🔗 Simpson's Paradox

🔗 Mathematics 🔗 Statistics

Simpson's paradox, which goes by several names, is a phenomenon in probability and statistics, in which a trend appears in several different groups of data but disappears or reverses when these groups are combined. This result is often encountered in social-science and medical-science statistics and is particularly problematic when frequency data is unduly given causal interpretations.
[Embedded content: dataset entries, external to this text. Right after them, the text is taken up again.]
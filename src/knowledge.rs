//! Knowledge store collaborators consumed by the knowledge tools
//!
//! How documents are indexed and retrieved is the store's business; the chat
//! engine only sees these traits.

mod local;

pub use local::LocalKnowledgeBase;

use async_trait::async_trait;
use chrono::{DateTime, Utc};
use serde::Serialize;
use thiserror::Error;

/// File extensions loaded as documents
const DOCUMENT_EXTENSIONS: &[&str] = &["md", "markdown", "txt"];

pub fn is_document_extension(ext: &str) -> bool {
    DOCUMENT_EXTENSIONS.contains(&ext.to_ascii_lowercase().as_str())
}

#[derive(Debug, Error)]
pub enum KnowledgeError {
    #[error("knowledge source {0} does not exist")]
    NotFound(String),
    #[error("failed to read documents: {0}")]
    Io(#[from] std::io::Error),
    #[error("document loading was interrupted: {0}")]
    Interrupted(String),
}

/// A single retrieved passage
#[derive(Debug, Clone, PartialEq)]
pub struct SearchHit {
    pub document_id: String,
    pub text: String,
}

/// Semantic or keyword search over ingested documents
#[async_trait]
pub trait DocumentSearch: Send + Sync {
    /// Load (or reload) the documents searches run against. Returns the number
    /// of searchable passages.
    async fn load_documents(&self) -> Result<usize, KnowledgeError>;

    /// Best passages for `phrase`, most relevant first. With a filename filter
    /// only that document is searched.
    async fn search(
        &self,
        phrase: &str,
        filename_filter: Option<&str>,
        max_results: usize,
    ) -> Result<Vec<SearchHit>, KnowledgeError>;
}

#[derive(Debug, Clone, Serialize)]
#[serde(rename_all = "camelCase")]
pub struct KnowledgeSourceDetails {
    pub name: String,
    pub kind: String,
    pub location: String,
    pub description: String,
}

#[derive(Debug, Clone, Copy, PartialEq, Eq, Serialize)]
#[serde(rename_all = "camelCase")]
pub enum SyncState {
    NotLoaded,
    Ready,
}

#[derive(Debug, Clone, Serialize)]
#[serde(rename_all = "camelCase")]
pub struct KnowledgeSourceStatus {
    pub name: String,
    pub state: SyncState,
    pub document_count: usize,
    pub passage_count: usize,
    pub last_loaded_at: Option<DateTime<Utc>>,
}

/// Metadata about the backing store
#[async_trait]
pub trait KnowledgeSource: Send + Sync {
    async fn details(&self, name: &str) -> Result<KnowledgeSourceDetails, KnowledgeError>;

    async fn status(&self, name: &str) -> Result<KnowledgeSourceStatus, KnowledgeError>;
}
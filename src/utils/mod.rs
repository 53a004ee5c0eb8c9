//! Utility functions for handling user input.
//!
//! - [`selection_count`] - Parsing of the free-text "rows to select" field

pub mod selection_count;

pub use selection_count::{SelectionCount, parse_selection_count};
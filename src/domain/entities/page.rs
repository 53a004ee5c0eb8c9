//! One page of the remote listing.

use super::Artwork;

/// A single fetched page together with the catalogue size reported by the server.
///
/// Pages are transient: they are rebuilt on every fetch and never stored.
#[derive(Debug, Clone, PartialEq, Eq, Default)]
pub struct Page {
    pub records: Vec<Artwork>,
    /// Total number of records across all pages at fetch time.
    pub total: u64,
}

impl Page {
    pub fn new(records: Vec<Artwork>, total: u64) -> Self {
        Self { records, total }
    }

    pub fn len(&self) -> usize {
        self.records.len()
    }

    pub fn is_empty(&self) -> bool {
        self.records.is_empty()
    }
}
The paradox can be resolved when causal relations are appropriately addressed in the statistical modeling.

Simpson's paradox has been used as an exemplar to illustrate to the non-specialist or public audience the kind of misleading results mis-applied statistics can generate. Martin Gardner wrote a popular account of Simpson's paradox in his March 1976 Mathematical Games column in Scientific American.

Edward H. Simpson first described this phenomenon in a technical paper in 1951, but the statisticians Karl Pearson et al., in 1899, and Udny Yule, in 1903, had mentioned similar effects earlier. The name Simpson's paradox was introduced by Colin R. Blyth in 1972.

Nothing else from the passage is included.